**Task requirements**. Pull from the data below each line where the word "mine" occurs, and copy it.

**Exercise materials**.
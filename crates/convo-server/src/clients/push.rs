use async_trait::async_trait;
use serde::{Deserialize, Serialize};
use tokio::sync::Mutex;

use super::{check, transport};
use crate::error::ServerError;

#[derive(Debug, Clone, Copy, PartialEq, Eq, Serialize, Deserialize)]
pub enum Verb {
    NewEvent,
    UpdateEvent,
    DeleteEvent,
    #[serde(rename = "AddRSVP")]
    AddRsvp,
    #[serde(rename = "RemoveRSVP")]
    RemoveRsvp,
    NewMessage,
}

/// One push, addressed to one recipient.
#[derive(Debug, Clone, PartialEq, Serialize, Deserialize)]
pub struct PushNotification {
    pub actor_name: String,
    pub verb: Verb,
    /// `thread` or `event`.
    pub target: String,
    pub target_id: String,
    pub target_name: String,
}

#[async_trait]
pub trait PushGateway: Send + Sync {
    /// Deliver `notification` to the user with external ID `recipient`.
    async fn send(&self, recipient: &str, notification: &PushNotification) -> Result<(), ServerError>;

    /// Token the client uses to subscribe to its own channel.
    async fn realtime_token(&self, user_id: &str) -> Result<String, ServerError>;
}

pub struct HttpPushGateway {
    http: reqwest::Client,
    base_url: String,
    api_key: String,
}

impl HttpPushGateway {
    pub fn new(http: reqwest::Client, base_url: &str, api_key: String) -> Self {
        Self {
            http,
            base_url: base_url.to_string(),
            api_key,
        }
    }
}

#[derive(Serialize)]
struct PushRequest<'a> {
    channel: &'a str,
    data: &'a PushNotification,
}

#[derive(Deserialize)]
struct TokenResponse {
    token: String,
}

#[async_trait]
impl PushGateway for HttpPushGateway {
    async fn send(&self, recipient: &str, notification: &PushNotification) -> Result<(), ServerError> {
        let response = self
            .http
            .post(format!("{}/publish", self.base_url))
            .bearer_auth(&self.api_key)
            .json(&PushRequest {
                channel: recipient,
                data: notification,
            })
            .send()
            .await
            .map_err(transport("push"))?;
        check("push", response).await?;
        Ok(())
    }

    async fn realtime_token(&self, user_id: &str) -> Result<String, ServerError> {
        let response = self
            .http
            .post(format!("{}/tokens", self.base_url))
            .bearer_auth(&self.api_key)
            .json(&serde_json::json!({ "channel": user_id }))
            .send()
            .await
            .map_err(transport("push"))?;
        let body: TokenResponse = check("push", response)
            .await?
            .json()
            .await
            .map_err(transport("push"))?;
        Ok(body.token)
    }
}

/// Records every push instead of delivering it.
#[derive(Default)]
pub struct MemoryPushGateway {
    sent: Mutex<Vec<(String, PushNotification)>>,
}

impl MemoryPushGateway {
    pub async fn sent(&self) -> Vec<(String, PushNotification)> {
        self.sent.lock().await.clone()
    }
}

#[async_trait]
impl PushGateway for MemoryPushGateway {
    async fn send(&self, recipient: &str, notification: &PushNotification) -> Result<(), ServerError> {
        tracing::debug!(recipient, verb = ?notification.verb, "push");
        self.sent
            .lock()
            .await
            .push((recipient.to_string(), notification.clone()));
        Ok(())
    }

    async fn realtime_token(&self, _user_id: &str) -> Result<String, ServerError> {
        Ok(convo_shared::crypto::random_token())
    }
}
use std::collections::HashMap;
use std::sync::OnceLock;

use async_trait::async_trait;
use convo_store::Link;
use regex::Regex;

use super::{check, transport};
use crate::error::ServerError;

const MAX_PAGE_BYTES: usize = 512 * 1024;

#[async_trait]
pub trait LinkPreviewer: Send + Sync {
    /// OpenGraph summary of `url`, or `None` when the page has nothing usable.
    async fn preview(&self, url: &str) -> Result<Option<Link>, ServerError>;
}

/// Fetches the page and reads its `og:` meta tags, falling back to `<title>`.
pub struct HttpLinkPreviewer {
    http: reqwest::Client,
}

impl HttpLinkPreviewer {
    pub fn new(http: reqwest::Client) -> Self {
        Self { http }
    }
}

#[async_trait]
impl LinkPreviewer for HttpLinkPreviewer {
    async fn preview(&self, url: &str) -> Result<Option<Link>, ServerError> {
        let response = self
            .http
            .get(url)
            .header("Accept", "text/html")
            .send()
            .await
            .map_err(transport("link preview"))?;
        let response = check("link preview", response).await?;
        let is_html = response
            .headers()
            .get(reqwest::header::CONTENT_TYPE)
            .and_then(|v| v.to_str().ok())
            .map(|v| v.contains("html"))
            .unwrap_or(false);
        if !is_html {
            return Ok(None);
        }
        let bytes = response.bytes().await.map_err(transport("link preview"))?;
        let page = String::from_utf8_lossy(&bytes[..bytes.len().min(MAX_PAGE_BYTES)]);
        Ok(parse_open_graph(url, &page))
    }
}

fn meta_regex() -> &'static Regex {
    static RE: OnceLock<Regex> = OnceLock::new();
    RE.get_or_init(|| Regex::new(r"(?is)<meta\s[^>]*>").expect("valid regex"))
}

fn attr_regex() -> &'static Regex {
    static RE: OnceLock<Regex> = OnceLock::new();
    RE.get_or_init(|| {
        Regex::new(r#"(?is)([a-z][a-z:_-]*)\s*=\s*(?:"([^"]*)"|'([^']*)')"#).expect("valid regex")
    })
}

fn title_regex() -> &'static Regex {
    static RE: OnceLock<Regex> = OnceLock::new();
    RE.get_or_init(|| Regex::new(r"(?is)<title[^>]*>(.*?)</title>").expect("valid regex"))
}

pub fn parse_open_graph(url: &str, page: &str) -> Option<Link> {
    let mut og: HashMap<String, String> = HashMap::new();
    for tag in meta_regex().find_iter(page) {
        let mut key = None;
        let mut content = None;
        for cap in attr_regex().captures_iter(tag.as_str()) {
            let name = cap[1].to_ascii_lowercase();
            let value = cap.get(2).or_else(|| cap.get(3)).map(|m| m.as_str());
            match (name.as_str(), value) {
                ("property" | "name", Some(v)) => key = Some(v.to_ascii_lowercase()),
                ("content", Some(v)) => content = Some(decode_entities(v.trim())),
                _ => {}
            }
        }
        if let (Some(key), Some(content)) = (key, content) {
            if let Some(field) = key.strip_prefix("og:") {
                og.entry(field.to_string()).or_insert(content);
            }
        }
    }

    let title = og.remove("title").or_else(|| {
        title_regex()
            .captures(page)
            .map(|c| decode_entities(c[1].trim()))
    });
    let link = Link {
        url: url.to_string(),
        title: title.unwrap_or_default(),
        description: og.remove("description").unwrap_or_default(),
        image: og.remove("image").unwrap_or_default(),
    };
    if link.title.is_empty() && link.description.is_empty() && link.image.is_empty() {
        None
    } else {
        Some(link)
    }
}

fn decode_entities(s: &str) -> String {
    s.replace("&quot;", "\"")
        .replace("&#39;", "'")
        .replace("&#x27;", "'")
        .replace("&lt;", "<")
        .replace("&gt;", ">")
        .replace("&nbsp;", " ")
        .replace("&amp;", "&")
}

/// Fixed previews keyed by URL.
#[derive(Default)]
pub struct StaticLinkPreviewer {
    links: HashMap<String, Link>,
}

impl StaticLinkPreviewer {
    pub fn with(mut self, link: Link) -> Self {
        self.links.insert(link.url.clone(), link);
        self
    }
}

#[async_trait]
impl LinkPreviewer for StaticLinkPreviewer {
    async fn preview(&self, url: &str) -> Result<Option<Link>, ServerError> {
        Ok(self.links.get(url).cloned())
    }
}
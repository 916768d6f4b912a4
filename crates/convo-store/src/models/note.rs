use chrono::{DateTime, Utc};
use convo_shared::{Key, Kind};
use serde::{Deserialize, Serialize};

use crate::entity::Entity;

/// A private note. Only the owner matters here: the merge engine moves notes
/// between users.
#[derive(Debug, Clone, Serialize, Deserialize)]
pub struct Note {
    #[serde(skip)]
    pub key: Option<Key>,
    pub owner: Key,
    #[serde(default)]
    pub body: String,
    pub created_at: DateTime<Utc>,
}

impl Note {
    pub fn new(owner: Key, body: impl Into<String>) -> Self {
        Self {
            key: None,
            owner,
            body: body.into(),
            created_at: Utc::now(),
        }
    }
}

impl Entity for Note {
    const KIND: Kind = Kind::Note;

    fn key(&self) -> Option<Key> {
        self.key
    }

    fn set_key(&mut self, key: Key) {
        self.key = Some(key);
    }

    fn index(&self) -> Vec<(&'static str, String)> {
        vec![("owner", self.owner.encode())]
    }
}
use chrono::{DateTime, Utc};
use convo_shared::{Key, Kind};
use serde::{Deserialize, Serialize};

use super::{Read, Readable};
use crate::entity::Entity;

/// OpenGraph summary of the first URL in a message body.
#[derive(Debug, Clone, Default, PartialEq, Eq, Serialize, Deserialize)]
pub struct Link {
    pub url: String,
    #[serde(default)]
    pub title: String,
    #[serde(default)]
    pub description: String,
    #[serde(default)]
    pub image: String,
}

/// What a thread shows before it is opened: the anchor message's content.
#[derive(Debug, Clone, Default, PartialEq, Eq, Serialize, Deserialize)]
pub struct Preview {
    #[serde(default)]
    pub body: String,
    #[serde(default)]
    pub photos: Vec<String>,
    #[serde(default)]
    pub link: Option<Link>,
}

#[derive(Debug, Clone, Serialize, Deserialize)]
pub struct Message {
    #[serde(skip)]
    pub key: Option<Key>,
    pub author: Key,
    /// Thread or event.
    pub parent: Key,
    #[serde(default)]
    pub body: String,
    #[serde(default)]
    pub photos: Vec<String>,
    #[serde(default)]
    pub link: Option<Link>,
    #[serde(default)]
    pub reads: Vec<Read>,
    pub created_at: DateTime<Utc>,
}

impl Message {
    pub fn new(author: Key, parent: Key, body: impl Into<String>) -> Self {
        let created_at = Utc::now();
        Self {
            key: None,
            author,
            parent,
            body: body.into(),
            photos: Vec::new(),
            link: None,
            reads: vec![Read {
                user: author,
                time: created_at,
            }],
            created_at,
        }
    }

    pub fn preview(&self) -> Preview {
        Preview {
            body: self.body.clone(),
            photos: self.photos.clone(),
            link: self.link.clone(),
        }
    }
}

impl Readable for Message {
    fn reads(&self) -> &[Read] {
        &self.reads
    }

    fn reads_mut(&mut self) -> &mut Vec<Read> {
        &mut self.reads
    }
}

impl Entity for Message {
    const KIND: Kind = Kind::Message;

    fn key(&self) -> Option<Key> {
        self.key
    }

    fn set_key(&mut self, key: Key) {
        self.key = Some(key);
    }

    fn index(&self) -> Vec<(&'static str, String)> {
        vec![
            ("parent", self.parent.encode()),
            ("author", self.author.encode()),
        ]
    }
}
#[cfg(test)]
mod tests {
    use super::*;
    use crate::models::Note;
    use chrono::Utc;

    fn note(owner: Key, body: &str) -> Note {
        Note {
            key: None,
            owner,
            body: body.to_string(),
            created_at: Utc::now(),
        }
    }

    fn owner() -> Key {
        Key::new(Kind::User, 1)
    }

    #[tokio::test]
    async fn test_put_assigns_key_and_get_loads_it() {
        let ds = Datastore::in_memory().unwrap();
        let ctx = Context::background();

        let mut n = note(owner(), "hello");
        let key = ds.put(&ctx, &mut n).await.unwrap();
        assert_eq!(n.key, Some(key));
        assert_eq!(key.kind, Kind::Note);

        let loaded: Note = ds.get(&ctx, key).await.unwrap();
        assert_eq!(loaded.body, "hello");
        assert_eq!(loaded.key, Some(key));
    }

    #[tokio::test]
    async fn test_get_wrong_kind_is_not_found() {
        let ds = Datastore::in_memory().unwrap();
        let ctx = Context::background();
        let key = ds.put(&ctx, &mut note(owner(), "x")).await.unwrap();
        let err = ds
            .get::<Note>(&ctx, Key::new(Kind::Thread, key.id))
            .await
            .unwrap_err();
        assert!(matches!(err, StoreError::NotFound(_)));
    }

    #[tokio::test]
    async fn test_transaction_buffers_until_commit() {
        let ds = Datastore::in_memory().unwrap();
        let ctx = Context::background();

        ds.begin(&ctx).unwrap();
        let key = ds.put(&ctx, &mut note(owner(), "pending")).await.unwrap();
        assert!(ds.get_opt::<Note>(&ctx, key).await.unwrap().is_none());
        let seen: Option<Note> = ds.get_in_tx(&ctx, key).await.unwrap();
        assert_eq!(seen.unwrap().body, "pending");

        ds.commit(&ctx).await.unwrap();
        assert!(ds.get_opt::<Note>(&ctx, key).await.unwrap().is_some());
    }

    #[tokio::test]
    async fn test_rollback_discards_writes() {
        let ds = Datastore::in_memory().unwrap();
        let ctx = Context::background();

        ds.begin(&ctx).unwrap();
        let key = ds.put(&ctx, &mut note(owner(), "gone")).await.unwrap();
        ds.rollback(&ctx).unwrap();
        assert!(ds.get_opt::<Note>(&ctx, key).await.unwrap().is_none());
    }

    #[tokio::test]
    async fn test_commit_detects_concurrent_write() {
        let ds = Datastore::in_memory().unwrap();
        let setup = Context::background();
        let key = ds.put(&setup, &mut note(owner(), "v1")).await.unwrap();

        let ctx = Context::background();
        ds.begin(&ctx).unwrap();
        let mut mine: Note = ds.get_in_tx(&ctx, key).await.unwrap().unwrap();

        // someone else writes in between
        let mut theirs: Note = ds.get(&setup, key).await.unwrap();
        theirs.body = "theirs".into();
        ds.put(&setup, &mut theirs).await.unwrap();

        mine.body = "mine".into();
        ds.put(&ctx, &mut mine).await.unwrap();
        let err = ds.commit(&ctx).await.unwrap_err();
        assert!(err.is_conflict());
        assert!(!ctx.in_transaction());

        let stored: Note = ds.get(&setup, key).await.unwrap();
        assert_eq!(stored.body, "theirs");
    }

    #[tokio::test]
    async fn test_run_in_transaction_retries_on_conflict() {
        let ds = Datastore::in_memory().unwrap();
        let setup = Context::background();
        let key = ds.put(&setup, &mut note(owner(), "0")).await.unwrap();

        let ctx = Context::background();
        let mut runs = 0;
        let result: Result<()> = ds
            .run_in_transaction(&ctx, |ctx| {
                runs += 1;
                let first = runs == 1;
                let ds = ds.clone();
                let setup = setup.clone();
                async move {
                    let mut n: Note = ds.get_in_tx(&ctx, key).await?.ok_or(StoreError::NotFound(key))?;
                    if first {
                        let mut other: Note = ds.get(&setup, key).await?;
                        other.body = "other".into();
                        ds.put(&setup, &mut other).await?;
                    }
                    n.body.push('!');
                    ds.put(&ctx, &mut n).await?;
                    Ok(())
                }
            })
            .await;
        result.unwrap();
        assert_eq!(runs, 2);
        let stored: Note = ds.get(&setup, key).await.unwrap();
        assert_eq!(stored.body, "other!");
    }

    #[tokio::test]
    async fn test_run_in_transaction_error_rolls_back() {
        let ds = Datastore::in_memory().unwrap();
        let ctx = Context::background();
        let result: Result<Key> = ds
            .run_in_transaction(&ctx, |ctx| {
                let ds = ds.clone();
                async move {
                    let key = ds.put(&ctx, &mut note(owner(), "x")).await?;
                    Err(StoreError::NotFound(key))
                }
            })
            .await;
        let key = match result {
            Err(StoreError::NotFound(key)) => key,
            other => panic!("unexpected {other:?}"),
        };
        assert!(!ctx.in_transaction());
        assert!(ds.get_opt::<Note>(&ctx, key).await.unwrap().is_none());
    }

    #[tokio::test]
    async fn test_cancelled_context_fails_fast() {
        let ds = Datastore::in_memory().unwrap();
        let ctx = Context::background();
        ctx.cancel();
        let err = ds.put(&ctx, &mut note(owner(), "x")).await.unwrap_err();
        assert!(matches!(err, StoreError::Cancelled));
    }

    #[tokio::test]
    async fn test_query_by_index() {
        let ds = Datastore::in_memory().unwrap();
        let ctx = Context::background();
        let other = Key::new(Kind::User, 2);
        ds.put(&ctx, &mut note(owner(), "a")).await.unwrap();
        ds.put(&ctx, &mut note(other, "b")).await.unwrap();
        ds.put(&ctx, &mut note(owner(), "c")).await.unwrap();

        let mine: Vec<Note> = ds
            .query(&ctx, &Query::of::<Note>().filter_key("owner", owner()))
            .await
            .unwrap();
        let bodies: Vec<_> = mine.iter().map(|n| n.body.as_str()).collect();
        assert_eq!(bodies, vec!["a", "c"]);
    }
}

**Written reply**.
        let mut mine: Note = ds.get_in_tx(&ctx, key).await.unwrap().unwrap();
        mine.body = "mine".into();
        ds.put(&ctx, &mut mine).await.unwrap();
        let mine: Vec<Note> = ds
        let bodies: Vec<_> = mine.iter().map(|n| n.body.as_str()).collect();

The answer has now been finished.